7.3 Free Standing SARs. Free Standing SARs shall be exercisable at the time, to the extent and upon the terms and conditions set forth in the applicable Agreement. Subject to the provisions of the Plan with respect to death, Disability, Retirement and termination of employment or service, the term of a Free Standing SAR shall be for such period as the Committee shall determine as set forth in the applicable Agreement, provided that such term may not exceed ten years. Except in connection with Substitute Awards, the base price of a Free Standing SAR may be no less than the Fair Market Value of the Shares with respect to which the Free Standing SAR was granted as of the date the Free Standing SAR is granted. Subject to the limitations of the Plan, upon the exercise of a Free Standing SAR and unless otherwise determined by the Committee and provided in the applicable Agreement, the Holder thereof shall be entitled to receive from the Company, for each Share with respect to which the Free Standing SAR is being exercised, consideration (in the form determined as provided in Section 7.4) equal in value to the excess of the Fair Market Value of a Share with respect to which the Free Standing SAR was granted on the date of exercise over the base price per Share of such Free Standing SAR.

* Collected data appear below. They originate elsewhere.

//! Optimization loop: INIT → GENERATION* → DONE
//!
//! One engine replica runs per worker rank, all configured with the same
//! seed so they sample identical candidates. Rank 0's candidates are the
//! ones evaluated; every replica is told the same fitness and every rank
//! takes part in the stop exchange.

use crate::codec::VariableVectorCodec;
use crate::config::OptimizerConfig;
use crate::convergence::{ConvergenceCoordinator, StopDecision};
use crate::fitness::FitnessEvaluator;
use crate::model::{ModelEvaluator, ModelOutputs};
use crate::record::{EvaluationRecord, RecordSink, RecordStage};
use crate::scheduler::PopulationBatchScheduler;
use fastuav_cmaes::{EngineSettings, EvolutionEngine, StopSet};
use fastuav_common::{
    Candidate, Constraint, DesignVariable, NamedValues, Objective, Population, Result,
    SetupError,
};
use futures::future::join_all;
use serde::{Deserialize, Serialize};
use std::sync::Arc;
use tracing::{debug, info, instrument, warn};
use uuid::Uuid;

type EngineFactory = Box<dyn Fn() -> Box<dyn EvolutionEngine> + Send + Sync>;

/// What to optimize
#[derive(Debug, Clone, Default, Serialize, Deserialize)]
pub struct OptimizationProblem {
    /// Design variables in declaration order
    pub design_variables: Vec<DesignVariable>,
    /// Start point, one entry per design variable
    pub initial: NamedValues,
    pub objectives: Vec<Objective>,
    pub constraints: Vec<Constraint>,
}

/// Outcome of a completed run
#[derive(Debug, Clone, Serialize, Deserialize)]
pub struct OptimizationReport {
    pub run_id: Uuid,
    /// Always true: reaching any stop criterion is a normal completion
    pub success: bool,
    /// Best design, by variable name
    pub best: NamedValues,
    /// Best design as a flat vector
    pub best_x: Vec<f64>,
    /// Fitness of the best design as seen by the engine
    pub fitness: f64,
    pub generations: u64,
    pub evaluations: u64,
    /// Criteria that ended the run
    pub stop_criteria: StopSet,
    pub seed: u64,
    pub workers: usize,
    /// Model outputs at the best design; `None` if the final run failed
    pub final_outputs: Option<ModelOutputs>,
    /// Whether the final run satisfied every constraint
    pub final_feasible: bool,
}

/// Drives an evolution engine against a sizing model
pub struct OptimizationLoop {
    config: OptimizerConfig,
    problem: OptimizationProblem,
    model: Arc<dyn ModelEvaluator>,
    engine_factory: EngineFactory,
    sink: Option<Arc<dyn RecordSink>>,
}

impl OptimizationLoop {
    /// `engine_factory` builds one unconfigured engine per worker rank
    pub fn new<F, E>(
        config: OptimizerConfig,
        problem: OptimizationProblem,
        model: Arc<dyn ModelEvaluator>,
        engine_factory: F,
    ) -> Self
    where
        F: Fn() -> E + Send + Sync + 'static,
        E: EvolutionEngine + 'static,
    {
        Self {
            config,
            problem,
            model,
            engine_factory: Box::new(move || Box::new(engine_factory()) as Box<dyn EvolutionEngine>),
            sink: None,
        }
    }

    /// Record every evaluated candidate into `sink`
    pub fn with_record_sink(mut self, sink: Arc<dyn RecordSink>) -> Self {
        self.sink = Some(sink);
        self
    }

    /// Run to completion
    #[instrument(skip(self), fields(run_id = tracing::field::Empty))]
    pub async fn run(self) -> Result<OptimizationReport> {
        let run_id = Uuid::now_v7();
        tracing::Span::current().record("run_id", tracing::field::display(run_id));

        // INIT
        self.config.validate()?;
        let workers = self.config.worker_count()?;
        if self.problem.objectives.is_empty() {
            return Err(SetupError::NoObjective.into());
        }
        let codec = Arc::new(VariableVectorCodec::new(&self.problem.design_variables)?);
        let initial = codec.encode(&self.problem.initial)?;
        let evaluator = FitnessEvaluator::new(
            Arc::clone(&codec),
            Arc::clone(&self.model),
            &self.problem.objectives,
            self.problem.constraints.clone(),
            &self.config,
        )?;

        let seed = self.config.seed.unwrap_or_else(rand::random);
        let settings = EngineSettings {
            initial,
            sigma0: self.config.sigma0,
            lower: codec.lower_bounds().to_vec(),
            upper: codec.upper_bounds().to_vec(),
            seed,
        };
        let mut replicas: Vec<Box<dyn EvolutionEngine>> =
            (0..workers).map(|_| (self.engine_factory)()).collect();
        for replica in &mut replicas {
            replica.configure(settings.clone())?;
        }

        let scheduler = PopulationBatchScheduler::spawn(evaluator, workers);
        let coordinator = ConvergenceCoordinator::new(workers);
        let ballots = coordinator.ballots();

        info!(
            %run_id,
            dimension = codec.dimension(),
            workers,
            seed,
            sigma0 = self.config.sigma0,
            "Optimization started"
        );

        // GENERATION*
        let mut generation = 0u64;
        let mut best_seen: Option<Candidate> = None;
        let decision: StopDecision = loop {
            generation += 1;

            let candidates = replicas[0].ask()?;
            for (rank, replica) in replicas.iter_mut().enumerate().skip(1) {
                let mirror = replica.ask()?;
                if mirror != candidates {
                    warn!(rank, generation, "Engine replica diverged from rank 0");
                }
            }

            let evaluations = scheduler.evaluate(&candidates).await?;
            let fitness: Vec<f64> = evaluations.iter().map(|e| e.fitness).collect();
            for replica in &mut replicas {
                replica.tell(&candidates, &fitness)?;
            }

            let population = Population::new(
                generation,
                candidates
                    .into_iter()
                    .zip(evaluations)
                    .map(|(x, e)| e.into_candidate(x, generation))
                    .collect(),
            );
            self.record_population(run_id, &population).await;

            if let Some(best) = population.best() {
                if best_seen.as_ref().map_or(true, |b| best.fitness < b.fitness) {
                    best_seen = Some(best.clone());
                }
            }
            debug!(
                generation,
                best = population.best().map(|c| c.fitness),
                feasible = population.feasible_count(),
                failed = population.failed_count(),
                "Generation evaluated"
            );
            if generation % self.config.display_interval == 0 {
                info!(
                    generation,
                    best_fitness = best_seen.as_ref().map(|c| c.fitness),
                    best_feasible = best_seen.as_ref().map(|c| c.feasible),
                    "Optimization progress"
                );
            }

            let stop_sets: Vec<StopSet> = replicas.iter().map(|r| r.stop()).collect();
            let decisions = join_all(
                ballots
                    .iter()
                    .zip(stop_sets)
                    .map(|(ballot, stop_set)| ballot.check_stop(stop_set)),
            )
            .await;
            let decision = decisions.into_iter().next().unwrap_or_default();
            if decision.stop {
                break decision;
            }
        };

        // DONE
        let result = replicas[0].result()?;
        let best = codec.decode(&result.best)?;
        let final_evaluation = scheduler.evaluator().evaluate(&result.best);
        let final_outputs = final_evaluation.outputs();
        let final_feasible = final_evaluation.feasible;
        let final_candidate = final_evaluation.into_candidate(result.best.clone(), generation);
        self.record(run_id, RecordStage::Final, &final_candidate).await;

        info!(
            %run_id,
            generations = generation,
            evaluations = result.evaluations,
            fitness = result.fitness,
            feasible = final_feasible,
            criteria = ?decision.criteria,
            reporters = ?decision.reporters,
            "Optimization finished"
        );

        Ok(OptimizationReport {
            run_id,
            success: true,
            best,
            best_x: result.best,
            fitness: result.fitness,
            generations: generation,
            evaluations: result.evaluations,
            stop_criteria: decision.criteria,
            seed,
            workers,
            final_outputs,
            final_feasible,
        })
    }

    async fn record_population(&self, run_id: Uuid, population: &Population) {
        for candidate in &population.candidates {
            self.record(run_id, RecordStage::Generation, candidate).await;
        }
    }

    async fn record(&self, run_id: Uuid, stage: RecordStage, candidate: &Candidate) {
        let Some(sink) = &self.sink else {
            return;
        };
        let record = EvaluationRecord::from_candidate(run_id, stage, candidate);
        if let Err(e) = sink.record(&record).await {
            warn!(error = %e, generation = candidate.generation, "Failed to record evaluation");
        }
    }
}

#[cfg(test)]
mod tests {
    use super::*;
    use crate::model::FnModel;
    use fastuav_cmaes::{CmaEs, CmaEsOptions};
    use fastuav_common::EngineError;

    fn problem() -> OptimizationProblem {
        OptimizationProblem {
            design_variables: vec![DesignVariable::uniform("x", 2, -5.0, 5.0).unwrap()],
            initial: [("x".to_string(), vec![2.0, 2.0])].into_iter().collect(),
            objectives: vec![Objective::new("f")],
            constraints: vec![Constraint::lower("sum", 1.0)],
        }
    }

    fn model() -> Arc<dyn ModelEvaluator> {
        Arc::new(FnModel(|design: &NamedValues| {
            let x = &design["x"];
            Ok(ModelOutputs::new()
                .objective("f", x[0] * x[0] + x[1] * x[1])
                .constraint("sum", x[0] + x[1]))
        }))
    }

    fn config() -> OptimizerConfig {
        OptimizerConfig {
            sigma0: 1.0,
            seed: Some(11),
            ..Default::default()
        }
    }

    fn capped(max_iterations: u64) -> impl Fn() -> CmaEs + Send + Sync + 'static {
        move || {
            CmaEs::new(CmaEsOptions {
                max_iterations: Some(max_iterations),
                ..Default::default()
            })
        }
    }

    #[tokio::test]
    async fn test_runs_until_engine_stops() {
        let report = OptimizationLoop::new(config(), problem(), model(), capped(4))
            .run()
            .await
            .unwrap();
        assert!(report.success);
        assert_eq!(report.generations, 4);
        assert_eq!(report.evaluations, 4 * 6);
        assert!(report.stop_criteria.contains("maxiter"));
        assert_eq!(report.seed, 11);
        assert_eq!(report.workers, 1);
        assert_eq!(report.best["x"], report.best_x);
        assert!(report.final_outputs.is_some());
    }

    #[tokio::test]
    async fn test_rejects_missing_objective() {
        let mut problem = problem();
        problem.objectives.clear();
        let err = OptimizationLoop::new(config(), problem, model(), CmaEs::default)
            .run()
            .await
            .unwrap_err();
        assert!(matches!(
            err,
            fastuav_common::SizingError::Setup(SetupError::NoObjective)
        ));
    }

    #[tokio::test]
    async fn test_rejects_wrong_initial_size() {
        let mut problem = problem();
        problem.initial.insert("x".to_string(), vec![2.0]);
        let err = OptimizationLoop::new(config(), problem, model(), CmaEs::default)
            .run()
            .await
            .unwrap_err();
        assert!(matches!(
            err,
            fastuav_common::SizingError::Setup(SetupError::DimensionMismatch { .. })
        ));
    }

    /// Engine whose `tell` always fails
    struct BrokenEngine(CmaEs);

    impl EvolutionEngine for BrokenEngine {
        fn configure(&mut self, settings: EngineSettings) -> std::result::Result<(), EngineError> {
            self.0.configure(settings)
        }
        fn ask(&mut self) -> std::result::Result<Vec<Vec<f64>>, EngineError> {
            self.0.ask()
        }
        fn tell(&mut self, _: &[Vec<f64>], _: &[f64]) -> std::result::Result<(), EngineError> {
            Err(EngineError::Numerical("covariance collapsed".to_string()))
        }
        fn stop(&self) -> StopSet {
            self.0.stop()
        }
        fn result(&self) -> std::result::Result<fastuav_cmaes::EngineResult, EngineError> {
            self.0.result()
        }
    }

    #[tokio::test]
    async fn test_engine_error_aborts_run() {
        let err = OptimizationLoop::new(config(), problem(), model(), || {
            BrokenEngine(CmaEs::default())
        })
        .run()
        .await
        .unwrap_err();
        assert!(matches!(err, fastuav_common::SizingError::Engine(_)));
    }
}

7.4 Consideration. Except as otherwise set forth in an Agreement, the consideration to be received upon the exercise of a SAR by the Holder shall be paid in the applicable class of Shares with respect to which the SAR was granted (valued at Fair Market Value on the date of exercise of such SAR). No fractional Shares shall be issuable upon exercise of a SAR, and unless otherwise provided in the applicable Agreement, the Holder will receive cash in lieu of any fractional Shares. Unless the Committee shall otherwise determine, to the extent a Free Standing SAR is exercisable, it will be exercised automatically on its expiration date. Notwithstanding the foregoing, the issuance of Shares upon exercise of a SAR shall be for at least the minimum consideration necessary to permit such Shares to be fully paid, and the Committee may permit the Holder of a SAR who is not subject to United States federal income tax to be paid consideration in the form of cash, or a combination of cash and the applicable class of Shares with respect to which the SAR was granted.

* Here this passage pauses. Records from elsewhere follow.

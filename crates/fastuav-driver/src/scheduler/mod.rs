//! Population evaluation over a fixed worker pool
//!
//! Results are index-aligned with the input whatever the completion order.
//! A model that panics is treated as a bug: the panic resumes on the caller
//! for one worker and for many alike.

mod batch;
mod pool;

use self::batch::BatchPlan;
use self::pool::WorkerPool;
use crate::fitness::{Evaluation, FitnessEvaluator};
use fastuav_common::{Result, SizingError};
use futures::future::join_all;
use std::sync::Arc;
use tracing::{debug, instrument};

/// Evaluates whole populations, sequentially or over `W` workers
pub struct PopulationBatchScheduler {
    evaluator: Arc<FitnessEvaluator>,
    pool: Option<WorkerPool>,
}

impl PopulationBatchScheduler {
    /// Build a scheduler over `workers` workers.
    ///
    /// With more than one worker the pool is spawned immediately, so this
    /// must run inside a Tokio runtime.
    pub fn spawn(evaluator: FitnessEvaluator, workers: usize) -> Self {
        let evaluator = Arc::new(evaluator);
        let pool = (workers > 1).then(|| WorkerPool::spawn(Arc::clone(&evaluator), workers));
        Self { evaluator, pool }
    }

    /// Number of concurrent evaluations
    pub fn workers(&self) -> usize {
        self.pool.as_ref().map(WorkerPool::size).unwrap_or(1)
    }

    pub fn evaluator(&self) -> &FitnessEvaluator {
        &self.evaluator
    }

    /// Evaluate a population; blocks until every candidate has a result
    #[instrument(skip_all, fields(candidates = candidates.len(), workers = self.workers()))]
    pub async fn evaluate(&self, candidates: &[Vec<f64>]) -> Result<Vec<Evaluation>> {
        match &self.pool {
            None => Ok(candidates
                .iter()
                .map(|x| self.evaluator.evaluate(x))
                .collect()),
            Some(pool) => self.evaluate_batched(pool, candidates).await,
        }
    }

    async fn evaluate_batched(
        &self,
        pool: &WorkerPool,
        candidates: &[Vec<f64>],
    ) -> Result<Vec<Evaluation>> {
        let plan = BatchPlan::new(candidates.len(), pool.size());
        let mut results = Vec::with_capacity(candidates.len());

        for (batch_index, batch) in plan.batches().enumerate() {
            let mut pending = Vec::with_capacity(batch.len());
            for (rank, padded) in batch.clone().enumerate() {
                let x = candidates[plan.source(padded)].clone();
                pending.push(pool.dispatch(rank, x).await?);
            }

            for (padded, reply) in batch.zip(join_all(pending).await) {
                let outcome = reply.map_err(|_| {
                    SizingError::Internal("worker dropped an evaluation reply".to_string())
                })?;
                let evaluation = match outcome {
                    Ok(evaluation) => evaluation,
                    Err(err) if err.is_panic() => std::panic::resume_unwind(err.into_panic()),
                    Err(err) => return Err(SizingError::Internal(err.to_string())),
                };
                if plan.is_real(padded) {
                    results.push(evaluation);
                }
            }
            debug!(batch = batch_index, "Batch evaluated");
        }

        Ok(results)
    }
}
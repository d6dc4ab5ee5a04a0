//! Scalar fitness from raw model outputs
//!
//! `fitness = aggregate(objectives) + p · Σ violation^k`. Model failures
//! and non-finite results collapse to [`FAILURE_SENTINEL`].
//!
//! [`FAILURE_SENTINEL`]: fastuav_common::FAILURE_SENTINEL

mod aggregation;
mod evaluator;
mod penalty;

pub use self::aggregation::ObjectiveAggregator;
pub use self::evaluator::{Evaluation, FitnessEvaluator};
pub use self::penalty::{ConstraintPenalty, ViolationReport};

7.5 Limitations. The applicable Agreement may provide for a limit on the amount payable to a Holder upon exercise of SARs at any time or in the aggregate, for a limit on the time periods during which a Holder may exercise SARs, and for such other limits on the rights of the Holder and such other terms and conditions of the SAR, including a condition that the SAR may be exercised only in accordance with rules and regulations adopted from time to time, as the Committee may determine. Unless otherwise so provided in the applicable Agreement, any such limit relating to a Tandem SAR shall not restrict the exercisability of the related Option. Such rules and regulations may govern the right to exercise SARs granted prior to the adoption or amendment of such rules and regulations as well as SARs granted thereafter.

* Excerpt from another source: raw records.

//! Named design variables ↔ flat bounded vector
//!
//! Declaration order fixes each variable's offset; offsets partition
//! `[0, n)` without gaps or overlaps. Bounds are exposed for the engine and
//! never applied here.

use fastuav_common::{DesignVariable, NamedValues, SetupError};
use std::collections::HashSet;
use std::ops::Range;

#[derive(Debug, Clone)]
struct Slot {
    name: String,
    range: Range<usize>,
}

/// Bidirectional mapping between named design values and one flat vector
#[derive(Debug, Clone)]
pub struct VariableVectorCodec {
    slots: Vec<Slot>,
    lower: Vec<f64>,
    upper: Vec<f64>,
}

impl VariableVectorCodec {
    /// Lay out the variables contiguously in declaration order
    pub fn new(variables: &[DesignVariable]) -> Result<Self, SetupError> {
        if variables.is_empty() {
            return Err(SetupError::NoDesignVariable);
        }

        let mut seen = HashSet::new();
        let mut slots = Vec::with_capacity(variables.len());
        let mut lower = Vec::new();
        let mut upper = Vec::new();

        for var in variables {
            if !seen.insert(var.name.as_str()) {
                return Err(SetupError::DuplicateName(var.name.clone()));
            }
            if var.size() == 0 || var.upper.len() != var.size() {
                return Err(SetupError::DimensionMismatch {
                    name: var.name.clone(),
                    expected: var.size().max(1),
                    actual: var.upper.len(),
                });
            }
            let start = lower.len();
            lower.extend_from_slice(&var.lower);
            upper.extend_from_slice(&var.upper);
            slots.push(Slot {
                name: var.name.clone(),
                range: start..lower.len(),
            });
        }

        Ok(Self {
            slots,
            lower,
            upper,
        })
    }

    /// Length of the flat vector
    pub fn dimension(&self) -> usize {
        self.lower.len()
    }

    /// Offsets of a variable in the flat vector
    pub fn range(&self, name: &str) -> Option<Range<usize>> {
        self.slots
            .iter()
            .find(|s| s.name == name)
            .map(|s| s.range.clone())
    }

    /// Flattened lower bounds
    pub fn lower_bounds(&self) -> &[f64] {
        &self.lower
    }

    /// Flattened upper bounds
    pub fn upper_bounds(&self) -> &[f64] {
        &self.upper
    }

    /// Flatten named values; every declared variable must be present with its size
    pub fn encode(&self, values: &NamedValues) -> Result<Vec<f64>, SetupError> {
        if let Some(unknown) = values.keys().find(|k| self.range(k).is_none()) {
            return Err(SetupError::UnknownVariable(unknown.clone()));
        }

        let mut x = Vec::with_capacity(self.dimension());
        for slot in &self.slots {
            let value = values
                .get(&slot.name)
                .ok_or_else(|| SetupError::MissingVariable(slot.name.clone()))?;
            if value.len() != slot.range.len() {
                return Err(SetupError::DimensionMismatch {
                    name: slot.name.clone(),
                    expected: slot.range.len(),
                    actual: value.len(),
                });
            }
            x.extend_from_slice(value);
        }
        Ok(x)
    }

    /// Split a flat vector back into named values
    pub fn decode(&self, x: &[f64]) -> Result<NamedValues, SetupError> {
        if x.len() != self.dimension() {
            return Err(SetupError::DimensionMismatch {
                name: "design vector".to_string(),
                expected: self.dimension(),
                actual: x.len(),
            });
        }
        Ok(self
            .slots
            .iter()
            .map(|slot| (slot.name.clone(), x[slot.range.clone()].to_vec()))
            .collect())
    }
}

7.6 Exercise. For purposes of this Article VII, the date of exercise of a SAR shall mean the date on which the Company shall have received notice from the Holder of the SAR of the exercise of such SAR (unless otherwise determined by the Committee and provided in the applicable Agreement).

ARTICLE VIII
RESTRICTED SHARES

8.1 Grant. Subject to the limitations of the Plan, the Committee shall designate those Eligible Persons to be granted Awards of Restricted Shares, shall determine the time when each such Award shall be granted, and shall designate (or set forth the basis for determining) the Vesting Date or Vesting Dates for each Award of Restricted Shares, and may prescribe other restrictions, terms and conditions applicable to the vesting of such Restricted Shares in addition to those provided in the Plan. The Committee shall determine the price, if any, to be paid by the Holder for the Restricted Shares; provided, however, that the issuance of Restricted Shares shall be made for at least the minimum consideration necessary to permit such Restricted Shares to be deemed fully paid. All determinations made by the Committee pursuant to this Section 8.1 shall be specified in the Agreement.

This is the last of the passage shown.